_Aim of the task_
The lines to copy are those with "warn" in them. Pull each one from the entries below.

_Extracted material_
//! Transaction service
//!
//! Records and removes transactions on the stored log and evaluates the
//! budget alert after each expense. The log keeps most recently recorded
//! first, so a backdated entry still shows up at the top until something
//! newer is added.

use log::{info, warn};

use crate::config::DEFAULT_BUDGET_ALERT_THRESHOLD;
use crate::error::ZenithResult;
use crate::models::{Category, NewTransaction, Transaction, TransactionKind};
use crate::services::balance::monthly_expense_of;
use crate::services::notification::{self, Notification};
use crate::storage::Store;
use chrono::Datelike;

/// Service for recording and browsing transactions
pub struct TransactionService<'a> {
    store: &'a Store,
}

/// Options for narrowing a transaction listing
#[derive(Debug, Clone, Default)]
pub struct TransactionFilter {
    /// Case-insensitive substring of the description
    pub search: Option<String>,
    /// Only income or only expense
    pub kind: Option<TransactionKind>,
    /// Only one category
    pub category: Option<Category>,
    /// Maximum number of transactions to return
    pub limit: Option<usize>,
}

impl TransactionFilter {
    pub fn new() -> Self {
        Self::default()
    }

    pub fn search(mut self, needle: impl Into<String>) -> Self {
        self.search = Some(needle.into());
        self
    }

    pub fn kind(mut self, kind: TransactionKind) -> Self {
        self.kind = Some(kind);
        self
    }

    pub fn category(mut self, category: Category) -> Self {
        self.category = Some(category);
        self
    }

    pub fn limit(mut self, limit: usize) -> Self {
        self.limit = Some(limit);
        self
    }

    fn matches(&self, txn: &Transaction) -> bool {
        if let Some(needle) = &self.search {
            if !txn
                .description
                .to_lowercase()
                .contains(&needle.to_lowercase())
            {
                return false;
            }
        }
        if let Some(kind) = self.kind {
            if txn.kind != kind {
                return false;
            }
        }
        if let Some(category) = self.category {
            if txn.category != category {
                return false;
            }
        }
        true
    }
}

/// Result of recording a transaction
#[derive(Debug, Clone)]
pub struct AddedTransaction {
    pub transaction: Transaction,
    /// Budget alert decided from the expense's month, if one is due
    pub budget_alert: Option<Notification>,
}

impl<'a> TransactionService<'a> {
    pub fn new(store: &'a Store) -> Self {
        Self { store }
    }

    /// Validates the input, records the transaction at the top of the log
    /// and evaluates the budget alert for the transaction's month.
    ///
    /// A failure to persist is logged and the in-memory log keeps the
    /// entry; it never rolls back.
    pub fn add(&self, input: NewTransaction) -> ZenithResult<AddedTransaction> {
        input.validate()?;

        let transaction = Transaction::from_input(input);
        self.store.transactions.insert_front(transaction.clone())?;
        if let Err(e) = self.store.transactions.save() {
            warn!("could not persist transactions, keeping in-memory log: {}", e);
        }
        info!(
            "recorded {} '{}' of {}",
            transaction.kind, transaction.description, transaction.amount
        );

        let budget_alert = if transaction.is_expense() {
            let settings = self.store.settings.get()?;
            let monthly = monthly_expense_of(
                &self.store.transactions.get_all()?,
                transaction.date.year(),
                transaction.date.month(),
            );
            notification::budget_alert(&settings, monthly, DEFAULT_BUDGET_ALERT_THRESHOLD)
        } else {
            None
        };

        Ok(AddedTransaction {
            transaction,
            budget_alert,
        })
    }

    /// Removes the transaction matching `id`, which may be the short
    /// display form. Returns whether anything was removed; an unknown id
    /// is a no-op.
    pub fn remove(&self, id: &str) -> ZenithResult<bool> {
        let Some(target) = self.store.transactions.find_id(id)? else {
            return Ok(false);
        };

        let removed = self.store.transactions.delete(target)?;
        if removed {
            if let Err(e) = self.store.transactions.save() {
                warn!("could not persist transactions, keeping in-memory log: {}", e);
            }
            info!("removed transaction {}", target);
        }
        Ok(removed)
    }

    /// All transactions, most recently recorded first
    pub fn list(&self) -> ZenithResult<Vec<Transaction>> {
        self.store.transactions.get_all()
    }

    /// Transactions matching the filter, in stored order
    pub fn filter(&self, filter: &TransactionFilter) -> ZenithResult<Vec<Transaction>> {
        let mut matched: Vec<Transaction> = self
            .store
            .transactions
            .get_all()?
            .into_iter()
            .filter(|t| filter.matches(t))
            .collect();
        if let Some(limit) = filter.limit {
            matched.truncate(limit);
        }
        Ok(matched)
    }

    pub fn count(&self) -> ZenithResult<usize> {
        self.store.transactions.count()
    }
}

#[cfg(test)]
mod tests {
    use super::*;
    use crate::config::ZenithPaths;
    use crate::models::Money;
    use chrono::NaiveDate;
    use tempfile::TempDir;

    fn create_test_store() -> (TempDir, Store) {
        let temp_dir = TempDir::new().unwrap();
        let paths = ZenithPaths::with_base_dir(temp_dir.path());
        let store = Store::open(paths).unwrap();
        (temp_dir, store)
    }

    fn date(y: i32, m: u32, d: u32) -> NaiveDate {
        NaiveDate::from_ymd_opt(y, m, d).unwrap()
    }

    fn input(desc: &str, units: i64, kind: TransactionKind, on: NaiveDate) -> NewTransaction {
        NewTransaction {
            description: desc.to_string(),
            amount: Money::from_units(units),
            category: Category::Others,
            date: on,
            kind,
        }
    }

    #[test]
    fn test_add_prepends_and_persists() {
        let (_temp, store) = create_test_store();
        let service = TransactionService::new(&store);

        service
            .add(input("first", 10, TransactionKind::Expense, date(2025, 1, 1)))
            .unwrap();
        service
            .add(input("second", 20, TransactionKind::Income, date(2025, 1, 2)))
            .unwrap();

        let listed = service.list().unwrap();
        assert_eq!(listed[0].description, "second");
        assert_eq!(listed[1].description, "first");

        // Survives a reload from disk
        let reloaded = Store::open(ZenithPaths::with_base_dir(store.paths().base_dir())).unwrap();
        assert_eq!(reloaded.transactions.count().unwrap(), 2);
        assert_eq!(
            reloaded.transactions.get_all().unwrap()[0].description,
            "second"
        );
    }

    #[test]
    fn test_backdated_add_still_lands_on_top() {
        let (_temp, store) = create_test_store();
        let service = TransactionService::new(&store);

        service
            .add(input("recent", 10, TransactionKind::Expense, date(2025, 5, 20)))
            .unwrap();
        service
            .add(input("backdated", 5, TransactionKind::Expense, date(2025, 1, 1)))
            .unwrap();

        assert_eq!(service.list().unwrap()[0].description, "backdated");
    }

    #[test]
    fn test_add_rejects_invalid_input() {
        let (_temp, store) = create_test_store();
        let service = TransactionService::new(&store);

        let result = service.add(input("  ", 10, TransactionKind::Expense, date(2025, 1, 1)));
        assert!(result.is_err());
        let result = service.add(input("ok", 0, TransactionKind::Expense, date(2025, 1, 1)));
        assert!(result.is_err());
        assert_eq!(service.count().unwrap(), 0);
    }

    #[test]
    fn test_remove_is_idempotent() {
        let (_temp, store) = create_test_store();
        let service = TransactionService::new(&store);

        let added = service
            .add(input("lunch", 15, TransactionKind::Expense, date(2025, 2, 2)))
            .unwrap();
        let id = added.transaction.id.to_string();

        assert!(service.remove(&id).unwrap());
        assert_eq!(service.count().unwrap(), 0);
        // Second removal of the same id is a quiet no-op
        assert!(!service.remove(&id).unwrap());
        assert!(!service.remove("txn-deadbeef").unwrap());
    }

    #[test]
    fn test_filter_combines_criteria() {
        let (_temp, store) = create_test_store();
        let service = TransactionService::new(&store);

        let mut groceries = input("Weekly Groceries", 80, TransactionKind::Expense, date(2025, 3, 1));
        groceries.category = Category::Food;
        service.add(groceries).unwrap();

        let mut bus = input("bus pass", 20, TransactionKind::Expense, date(2025, 3, 2));
        bus.category = Category::Transport;
        service.add(bus).unwrap();

        let mut salary = input("salary", 900, TransactionKind::Income, date(2025, 3, 3));
        salary.category = Category::Income;
        service.add(salary).unwrap();

        // Case-insensitive substring
        let found = service
            .filter(&TransactionFilter::new().search("GROCER"))
            .unwrap();
        assert_eq!(found.len(), 1);
        assert_eq!(found[0].description, "Weekly Groceries");

        let expenses = service
            .filter(&TransactionFilter::new().kind(TransactionKind::Expense))
            .unwrap();
        assert_eq!(expenses.len(), 2);

        let food_expenses = service
            .filter(
                &TransactionFilter::new()
                    .kind(TransactionKind::Expense)
                    .category(Category::Food),
            )
            .unwrap();
        assert_eq!(food_expenses.len(), 1);

        let limited = service
            .filter(&TransactionFilter::new().limit(2))
            .unwrap();
        assert_eq!(limited.len(), 2);
    }

    #[test]
    fn test_budget_alert_fires_over_threshold() {
        let (_temp, store) = create_test_store();
        let mut settings = crate::models::NotificationSettings::default();
        settings.enabled = true;
        store.settings.set(settings).unwrap();

        let service = TransactionService::new(&store);

        // Under the limit: no alert
        let under = service
            .add(input("laptop", 150_000, TransactionKind::Expense, date(2025, 4, 5)))
            .unwrap();
        assert!(under.budget_alert.is_none());

        // Pushes the month over 200 000: alert
        let over = service
            .add(input("rent", 80_000, TransactionKind::Expense, date(2025, 4, 6)))
            .unwrap();
        assert!(over.budget_alert.is_some());

        // Stays over: alerts again on the next expense
        let again = service
            .add(input("snack", 1_000, TransactionKind::Expense, date(2025, 4, 7)))
            .unwrap();
        assert!(again.budget_alert.is_some());

        // Income never alerts, whatever the month looks like
        let income = service
            .add(input("bonus", 500_000, TransactionKind::Income, date(2025, 4, 8)))
            .unwrap();
        assert!(income.budget_alert.is_none());
    }

    #[test]
    fn test_budget_alert_scoped_to_transaction_month() {
        let (_temp, store) = create_test_store();
        let mut settings = crate::models::NotificationSettings::default();
        settings.enabled = true;
        store.settings.set(settings).unwrap();

        let service = TransactionService::new(&store);
        service
            .add(input("april rent", 250_000, TransactionKind::Expense, date(2025, 4, 1)))
            .unwrap();

        // May spending starts from zero, so a small expense stays quiet
        let may = service
            .add(input("may coffee", 500, TransactionKind::Expense, date(2025, 5, 1)))
            .unwrap();
        assert!(may.budget_alert.is_none());
    }

    #[test]
    fn test_budget_alert_silent_when_disabled() {
        let (_temp, store) = create_test_store();
        let service = TransactionService::new(&store);

        // Defaults leave the master switch off
        let added = service
            .add(input("rent", 300_000, TransactionKind::Expense, date(2025, 4, 5)))
            .unwrap();
        assert!(added.budget_alert.is_none());
    }
}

_Written answer_
use log::{info, warn};
            warn!("could not persist transactions, keeping in-memory log: {}", e);
                warn!("could not persist transactions, keeping in-memory log: {}", e);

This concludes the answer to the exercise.